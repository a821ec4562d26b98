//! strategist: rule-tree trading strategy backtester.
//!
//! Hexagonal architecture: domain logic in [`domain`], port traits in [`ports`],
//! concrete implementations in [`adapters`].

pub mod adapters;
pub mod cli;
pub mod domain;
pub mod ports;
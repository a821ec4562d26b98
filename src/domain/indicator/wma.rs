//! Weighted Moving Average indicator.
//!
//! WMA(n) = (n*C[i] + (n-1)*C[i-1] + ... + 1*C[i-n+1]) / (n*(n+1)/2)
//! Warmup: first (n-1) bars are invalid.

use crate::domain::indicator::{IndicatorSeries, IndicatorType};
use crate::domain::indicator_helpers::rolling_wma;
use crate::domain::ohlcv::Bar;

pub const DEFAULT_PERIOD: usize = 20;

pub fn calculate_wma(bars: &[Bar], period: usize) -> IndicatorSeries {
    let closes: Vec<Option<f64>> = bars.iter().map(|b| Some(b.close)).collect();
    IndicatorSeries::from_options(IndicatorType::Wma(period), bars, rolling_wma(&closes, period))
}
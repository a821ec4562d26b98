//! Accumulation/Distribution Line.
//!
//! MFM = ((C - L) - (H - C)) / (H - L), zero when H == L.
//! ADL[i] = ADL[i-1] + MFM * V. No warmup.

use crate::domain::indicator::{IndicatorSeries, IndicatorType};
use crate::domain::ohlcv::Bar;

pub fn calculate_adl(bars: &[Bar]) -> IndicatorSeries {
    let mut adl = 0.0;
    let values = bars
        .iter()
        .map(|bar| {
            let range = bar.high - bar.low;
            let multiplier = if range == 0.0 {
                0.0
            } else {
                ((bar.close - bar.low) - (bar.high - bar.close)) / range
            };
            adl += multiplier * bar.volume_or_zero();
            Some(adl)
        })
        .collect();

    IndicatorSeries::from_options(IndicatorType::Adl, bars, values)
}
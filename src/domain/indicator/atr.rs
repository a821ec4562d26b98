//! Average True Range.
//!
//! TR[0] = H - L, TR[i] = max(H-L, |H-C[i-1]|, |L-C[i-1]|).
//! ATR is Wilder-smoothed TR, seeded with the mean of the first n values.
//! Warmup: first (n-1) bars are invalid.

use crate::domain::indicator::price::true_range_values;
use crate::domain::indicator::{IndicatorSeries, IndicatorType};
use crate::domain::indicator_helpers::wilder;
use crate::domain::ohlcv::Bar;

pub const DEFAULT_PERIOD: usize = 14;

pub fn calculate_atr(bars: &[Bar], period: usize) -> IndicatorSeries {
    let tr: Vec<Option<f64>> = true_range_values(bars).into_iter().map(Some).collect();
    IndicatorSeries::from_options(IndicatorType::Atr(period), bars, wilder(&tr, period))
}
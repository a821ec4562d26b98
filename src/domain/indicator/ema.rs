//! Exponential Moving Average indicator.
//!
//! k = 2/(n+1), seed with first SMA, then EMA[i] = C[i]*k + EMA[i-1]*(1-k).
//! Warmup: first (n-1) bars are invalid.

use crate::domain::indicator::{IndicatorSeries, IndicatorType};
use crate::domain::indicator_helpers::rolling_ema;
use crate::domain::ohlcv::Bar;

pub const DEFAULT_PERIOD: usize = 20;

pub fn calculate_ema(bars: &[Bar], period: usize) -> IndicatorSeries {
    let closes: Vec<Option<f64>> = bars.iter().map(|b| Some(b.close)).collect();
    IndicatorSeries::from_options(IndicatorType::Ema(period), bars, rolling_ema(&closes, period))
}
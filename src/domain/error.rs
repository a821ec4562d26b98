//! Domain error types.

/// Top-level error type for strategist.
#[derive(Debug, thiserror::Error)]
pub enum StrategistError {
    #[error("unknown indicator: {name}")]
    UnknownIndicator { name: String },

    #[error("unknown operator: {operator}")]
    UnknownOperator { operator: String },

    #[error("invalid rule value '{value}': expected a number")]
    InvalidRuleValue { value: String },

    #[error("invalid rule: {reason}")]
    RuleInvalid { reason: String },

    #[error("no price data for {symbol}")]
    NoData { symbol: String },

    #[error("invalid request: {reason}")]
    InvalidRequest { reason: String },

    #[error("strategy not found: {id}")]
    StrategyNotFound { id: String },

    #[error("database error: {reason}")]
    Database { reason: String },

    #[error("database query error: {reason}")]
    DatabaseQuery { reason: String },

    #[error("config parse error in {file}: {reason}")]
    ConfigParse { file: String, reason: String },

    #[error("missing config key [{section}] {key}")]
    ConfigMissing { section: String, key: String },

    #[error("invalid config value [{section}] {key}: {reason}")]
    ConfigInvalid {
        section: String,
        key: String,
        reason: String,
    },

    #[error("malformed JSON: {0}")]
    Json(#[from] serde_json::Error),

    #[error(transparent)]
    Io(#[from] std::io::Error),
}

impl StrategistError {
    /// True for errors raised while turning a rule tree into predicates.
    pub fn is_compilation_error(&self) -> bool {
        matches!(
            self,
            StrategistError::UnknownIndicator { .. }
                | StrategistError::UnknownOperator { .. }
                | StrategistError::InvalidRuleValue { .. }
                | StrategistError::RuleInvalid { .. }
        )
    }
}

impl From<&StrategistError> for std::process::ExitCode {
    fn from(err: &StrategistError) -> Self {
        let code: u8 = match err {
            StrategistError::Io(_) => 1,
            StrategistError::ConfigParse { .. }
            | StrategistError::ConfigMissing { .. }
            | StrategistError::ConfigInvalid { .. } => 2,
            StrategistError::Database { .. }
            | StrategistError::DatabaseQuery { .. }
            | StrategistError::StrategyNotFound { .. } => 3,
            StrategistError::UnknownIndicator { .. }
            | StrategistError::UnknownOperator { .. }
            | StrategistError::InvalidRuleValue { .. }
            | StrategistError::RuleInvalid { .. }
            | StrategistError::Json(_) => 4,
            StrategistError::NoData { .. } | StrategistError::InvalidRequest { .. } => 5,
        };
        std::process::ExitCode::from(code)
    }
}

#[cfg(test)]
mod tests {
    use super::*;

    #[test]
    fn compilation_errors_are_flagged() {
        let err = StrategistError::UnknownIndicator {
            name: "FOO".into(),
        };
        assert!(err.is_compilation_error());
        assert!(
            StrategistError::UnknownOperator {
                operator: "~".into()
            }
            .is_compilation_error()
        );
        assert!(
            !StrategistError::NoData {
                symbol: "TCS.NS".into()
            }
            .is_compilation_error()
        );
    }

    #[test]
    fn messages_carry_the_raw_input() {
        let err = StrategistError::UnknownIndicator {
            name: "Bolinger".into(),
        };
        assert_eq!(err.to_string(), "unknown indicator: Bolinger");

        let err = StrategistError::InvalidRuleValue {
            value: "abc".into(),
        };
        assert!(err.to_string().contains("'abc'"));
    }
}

* * * * *

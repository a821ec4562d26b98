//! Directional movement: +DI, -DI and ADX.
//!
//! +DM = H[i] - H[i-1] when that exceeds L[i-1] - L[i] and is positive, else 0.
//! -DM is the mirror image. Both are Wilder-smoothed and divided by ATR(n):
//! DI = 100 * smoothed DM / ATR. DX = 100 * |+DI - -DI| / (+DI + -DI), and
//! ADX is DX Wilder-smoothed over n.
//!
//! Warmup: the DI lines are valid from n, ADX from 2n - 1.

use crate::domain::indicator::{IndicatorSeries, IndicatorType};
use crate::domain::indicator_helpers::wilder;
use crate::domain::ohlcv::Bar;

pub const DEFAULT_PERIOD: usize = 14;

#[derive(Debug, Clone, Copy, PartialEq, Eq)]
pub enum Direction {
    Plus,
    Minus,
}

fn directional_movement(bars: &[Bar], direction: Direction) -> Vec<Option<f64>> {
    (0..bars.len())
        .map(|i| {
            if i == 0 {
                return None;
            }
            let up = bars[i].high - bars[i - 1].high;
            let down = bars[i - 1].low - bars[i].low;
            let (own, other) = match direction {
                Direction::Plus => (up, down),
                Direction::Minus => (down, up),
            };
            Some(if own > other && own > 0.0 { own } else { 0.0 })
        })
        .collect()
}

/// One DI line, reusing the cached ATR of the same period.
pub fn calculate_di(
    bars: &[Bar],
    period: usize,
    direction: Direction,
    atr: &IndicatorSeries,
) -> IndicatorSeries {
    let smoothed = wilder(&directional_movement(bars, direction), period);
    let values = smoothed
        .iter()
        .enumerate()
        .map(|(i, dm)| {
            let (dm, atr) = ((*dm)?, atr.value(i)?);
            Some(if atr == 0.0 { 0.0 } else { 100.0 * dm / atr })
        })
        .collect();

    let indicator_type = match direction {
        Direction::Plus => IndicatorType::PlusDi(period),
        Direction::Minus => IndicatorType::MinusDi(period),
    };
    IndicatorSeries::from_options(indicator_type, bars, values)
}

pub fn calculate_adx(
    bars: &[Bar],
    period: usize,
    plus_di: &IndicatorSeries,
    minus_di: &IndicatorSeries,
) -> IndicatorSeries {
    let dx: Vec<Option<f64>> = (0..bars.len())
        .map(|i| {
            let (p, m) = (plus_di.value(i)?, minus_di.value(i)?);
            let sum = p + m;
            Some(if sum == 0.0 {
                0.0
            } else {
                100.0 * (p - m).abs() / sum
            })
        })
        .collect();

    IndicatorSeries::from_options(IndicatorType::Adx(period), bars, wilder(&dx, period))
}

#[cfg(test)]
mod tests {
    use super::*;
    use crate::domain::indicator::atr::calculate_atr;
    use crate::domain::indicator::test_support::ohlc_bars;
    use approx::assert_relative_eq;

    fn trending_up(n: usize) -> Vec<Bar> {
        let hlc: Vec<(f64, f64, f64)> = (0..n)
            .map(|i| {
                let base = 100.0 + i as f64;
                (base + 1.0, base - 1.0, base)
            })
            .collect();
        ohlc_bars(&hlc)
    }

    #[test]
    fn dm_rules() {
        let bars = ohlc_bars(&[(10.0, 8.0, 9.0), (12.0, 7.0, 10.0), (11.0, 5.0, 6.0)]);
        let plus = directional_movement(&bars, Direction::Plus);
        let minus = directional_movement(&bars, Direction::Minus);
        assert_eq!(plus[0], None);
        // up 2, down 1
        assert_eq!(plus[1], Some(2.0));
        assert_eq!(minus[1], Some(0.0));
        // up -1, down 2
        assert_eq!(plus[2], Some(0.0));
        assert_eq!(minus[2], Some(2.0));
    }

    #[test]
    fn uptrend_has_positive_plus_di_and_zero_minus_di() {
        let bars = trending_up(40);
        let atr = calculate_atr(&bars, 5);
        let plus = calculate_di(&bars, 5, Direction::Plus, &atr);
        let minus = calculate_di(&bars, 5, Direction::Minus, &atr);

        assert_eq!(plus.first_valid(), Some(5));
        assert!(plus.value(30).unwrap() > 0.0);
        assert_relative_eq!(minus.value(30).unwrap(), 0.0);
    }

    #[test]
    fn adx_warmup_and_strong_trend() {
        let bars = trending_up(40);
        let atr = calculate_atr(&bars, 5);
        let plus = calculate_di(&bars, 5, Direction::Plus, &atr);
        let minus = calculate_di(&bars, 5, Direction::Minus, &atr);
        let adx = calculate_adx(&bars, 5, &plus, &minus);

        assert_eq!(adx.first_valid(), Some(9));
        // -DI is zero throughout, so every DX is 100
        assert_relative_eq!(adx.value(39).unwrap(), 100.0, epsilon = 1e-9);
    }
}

* * * * *

Task brief ▸
Find the lines above holding the word "smoothed" and show them.

Reply ▸
//! ATR is Wilder-smoothed TR, seeded with the mean of the first n values.
//! -DM is the mirror image. Both are Wilder-smoothed and divided by ATR(n):
//! DI = 100 * smoothed DM / ATR. DX = 100 * |+DI - -DI| / (+DI + -DI), and
//! ADX is DX Wilder-smoothed over n.
    let smoothed = wilder(&directional_movement(bars, direction), period);
    let values = smoothed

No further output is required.